Task directions: Every line with the word "usize" in it should be extracted from the data that follows.

++++ Entries provided

//! Worker loops and delivery settlement.
//!
//! Each worker:
//! 1. `dequeue(lease)`: claim one job
//! 2. spawn `run_delivery`: process and settle (ack / nack / dead-letter)
//! 3. wait at most `max_job_duration`, then abandon the task
//! 4. when idle, sleep until woken by intake or `poll_interval` elapses
//!
//! An abandoned task is not aborted, so a send in flight is never cut in
//! half. Its lease expires and the job is redelivered; the late settle is
//! ignored because the lease id no longer matches.
//!
//! Queue calls run under `store_timeout`. A settle that times out leaves the
//! lease to expire. The last allowed delivery runs as `Attempt::Final` so a
//! message that keeps failing is skipped rather than holding the cursor.

use std::future::Future;
use std::sync::Arc;
use std::sync::atomic::{AtomicBool, Ordering};
use std::time::Duration;

use tokio::sync::Notify;
use tokio::task::JoinHandle;
use tracing::{debug, error, info, warn};

use crate::error::{DatabaseError, Disposition};
use crate::pipeline::{Attempt, JobProcessor};
use crate::pipeline::state::JobStage;
use crate::pipeline::types::{Delivery, JobOutcome};
use crate::store::Database;
use crate::worker::retry::RetryPolicy;

/// Worker pool settings.
#[derive(Debug, Clone)]
pub struct WorkerConfig {
    pub concurrency: usize,
    /// Visibility timeout for a claimed job. Should exceed `max_job_duration`.
    pub lease: Duration,
    pub max_job_duration: Duration,
    pub poll_interval: Duration,
    /// Upper bound on each dequeue, ack, nack, or dead-letter call.
    pub store_timeout: Duration,
    pub retry: RetryPolicy,
}

impl Default for WorkerConfig {
    fn default() -> Self {
        Self {
            concurrency: 4,
            lease: Duration::from_secs(120),
            max_job_duration: Duration::from_secs(90),
            poll_interval: Duration::from_secs(1),
            store_timeout: Duration::from_secs(20),
            retry: RetryPolicy::default(),
        }
    }
}

/// How a delivery was settled.
#[derive(Debug, Clone, PartialEq, Eq)]
pub enum Settlement {
    Acked,
    Retried { delay: Duration },
    DeadLettered { reason: String },
    /// The lease expired before settling; another worker owns the job now.
    LeaseLost,
    /// The queue could not record the settlement; the lease will expire.
    Unsettled,
}

/// Queue access for settling one delivery.
struct Settler {
    db: Arc<dyn Database>,
    timeout: Duration,
}

impl Settler {
    async fn settle<F>(&self, call: F, on_success: Settlement, delivery: &Delivery) -> Settlement
    where
        F: Future<Output = Result<bool, DatabaseError>>,
    {
        match tokio::time::timeout(self.timeout, call).await {
            Ok(Ok(true)) => on_success,
            Ok(Ok(false)) => {
                warn!(job_id = %delivery.job.id, "Lease lost before settlement");
                Settlement::LeaseLost
            }
            Ok(Err(e)) => {
                error!(job_id = %delivery.job.id, error = %e, "Failed to settle delivery");
                Settlement::Unsettled
            }
            Err(_) => {
                error!(
                    job_id = %delivery.job.id,
                    timeout_ms = self.timeout.as_millis() as u64,
                    "Settlement timed out"
                );
                Settlement::Unsettled
            }
        }
    }

    async fn ack(&self, delivery: &Delivery) -> Settlement {
        self.settle(self.db.ack(delivery), Settlement::Acked, delivery)
            .await
    }

    async fn nack(&self, delivery: &Delivery, delay: Duration, error: &str) -> Settlement {
        self.settle(
            self.db.nack(delivery, delay, error),
            Settlement::Retried { delay },
            delivery,
        )
        .await
    }

    async fn dead_letter(&self, delivery: &Delivery, reason: String) -> Settlement {
        warn!(
            job_id = %delivery.job.id,
            attempts = delivery.attempts,
            stage = %JobStage::DeadLettered,
            reason = %reason,
            "Dead-lettering job"
        );
        let call = self.db.dead_letter(delivery, &reason);
        self.settle(call, Settlement::DeadLettered { reason: reason.clone() }, delivery)
            .await
    }
}

/// Process one delivery and settle it with the queue.
///
/// The last delivery `retry` allows runs as `Attempt::Final`: it commits
/// past messages that still fail, and only a job-level failure is
/// dead-lettered.
pub async fn run_delivery(
    db: Arc<dyn Database>,
    processor: Arc<JobProcessor>,
    retry: RetryPolicy,
    store_timeout: Duration,
    delivery: Delivery,
) -> Settlement {
    let settler = Settler {
        db,
        timeout: store_timeout,
    };

    // Repeated lease expiry can push attempts past the ceiling without a nack.
    if delivery.attempts > retry.max_attempts {
        let reason = format!(
            "exceeded {} delivery attempts without settling",
            retry.max_attempts
        );
        return settler.dead_letter(&delivery, reason).await;
    }

    let attempt = if retry.exhausted(delivery.attempts) {
        Attempt::Final
    } else {
        Attempt::Retryable
    };

    match processor.process_attempt(&delivery.job, attempt).await {
        Ok(outcome) => {
            if let JobOutcome::Discarded { reason } = &outcome {
                info!(job_id = %delivery.job.id, reason = %reason, "Job discarded");
            }
            settler.ack(&delivery).await
        }
        Err(e) => match e.disposition() {
            Disposition::DeadLetter => settler.dead_letter(&delivery, e.to_string()).await,
            Disposition::Retry { .. } if attempt == Attempt::Final => {
                let reason = format!("retries exhausted after {} attempts: {e}", delivery.attempts);
                settler.dead_letter(&delivery, reason).await
            }
            Disposition::Retry { retry_after } => {
                let delay = retry.delay_for(delivery.attempts, retry_after);
                warn!(
                    job_id = %delivery.job.id,
                    attempts = delivery.attempts,
                    delay_ms = delay.as_millis() as u64,
                    error = %e,
                    "Job failed, scheduling retry"
                );
                settler.nack(&delivery, delay, &e.to_string()).await
            }
        },
    }
}

/// Running worker pool.
pub struct WorkerHandle {
    handles: Vec<JoinHandle<()>>,
    shutdown: Arc<AtomicBool>,
    wake: Arc<Notify>,
}

impl WorkerHandle {
    /// Stop claiming new jobs and wait for the loops to exit.
    pub async fn shutdown(self) {
        self.shutdown.store(true, Ordering::Relaxed);
        self.wake.notify_waiters();
        for result in futures::future::join_all(self.handles).await {
            if let Err(e) = result {
                error!(error = %e, "Worker task ended abnormally");
            }
        }
        info!("Worker pool stopped");
    }
}

/// Spawns the worker loops.
pub struct WorkerPool;

impl WorkerPool {
    pub fn spawn(
        db: Arc<dyn Database>,
        processor: Arc<JobProcessor>,
        wake: Arc<Notify>,
        config: WorkerConfig,
    ) -> WorkerHandle {
        if config.lease <= config.max_job_duration {
            warn!(
                lease_secs = config.lease.as_secs(),
                max_job_secs = config.max_job_duration.as_secs(),
                "Lease is not longer than the job budget; slow jobs may be redelivered while running"
            );
        }

        let shutdown = Arc::new(AtomicBool::new(false));
        let concurrency = config.concurrency.max(1);
        let handles = (0..concurrency)
            .map(|worker_id| {
                let db = Arc::clone(&db);
                let processor = Arc::clone(&processor);
                let wake = Arc::clone(&wake);
                let shutdown = Arc::clone(&shutdown);
                let config = config.clone();
                tokio::spawn(async move {
                    worker_loop(worker_id, db, processor, wake, shutdown, config).await;
                })
            })
            .collect();

        info!(concurrency, "Worker pool started");
        WorkerHandle {
            handles,
            shutdown,
            wake,
        }
    }
}

async fn worker_loop(
    worker_id: usize,
    db: Arc<dyn Database>,
    processor: Arc<JobProcessor>,
    wake: Arc<Notify>,
    shutdown: Arc<AtomicBool>,
    config: WorkerConfig,
) {
    debug!(worker_id, "Worker started");

    while !shutdown.load(Ordering::Relaxed) {
        let claimed = tokio::time::timeout(config.store_timeout, db.dequeue(config.lease)).await;
        let delivery = match claimed {
            Ok(Ok(Some(delivery))) => delivery,
            Ok(Ok(None)) => {
                tokio::select! {
                    _ = wake.notified() => {}
                    _ = tokio::time::sleep(config.poll_interval) => {}
                }
                continue;
            }
            Ok(Err(e)) => {
                error!(worker_id, error = %e, "Dequeue failed");
                tokio::time::sleep(config.poll_interval).await;
                continue;
            }
            Err(_) => {
                error!(
                    worker_id,
                    timeout_ms = config.store_timeout.as_millis() as u64,
                    "Dequeue timed out"
                );
                tokio::time::sleep(config.poll_interval).await;
                continue;
            }
        };

        let job_id = delivery.job.id;
        debug!(worker_id, job_id = %job_id, attempts = delivery.attempts, "Job claimed");

        let task = tokio::spawn(run_delivery(
            Arc::clone(&db),
            Arc::clone(&processor),
            config.retry.clone(),
            config.store_timeout,
            delivery,
        ));

        match tokio::time::timeout(config.max_job_duration, task).await {
            Ok(Ok(settlement)) => {
                debug!(worker_id, job_id = %job_id, ?settlement, "Job settled");
            }
            Ok(Err(e)) => {
                error!(worker_id, job_id = %job_id, error = %e, "Job task panicked");
            }
            Err(_) => {
                // Dropping the handle detaches the task; the lease expires on its own.
                warn!(
                    worker_id,
                    job_id = %job_id,
                    budget_secs = config.max_job_duration.as_secs(),
                    "Job exceeded its time budget, abandoning"
                );
            }
        }
    }

    debug!(worker_id, "Worker stopped");
}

++++++++

Answer for the task:
    pub concurrency: usize,
    worker_id: usize,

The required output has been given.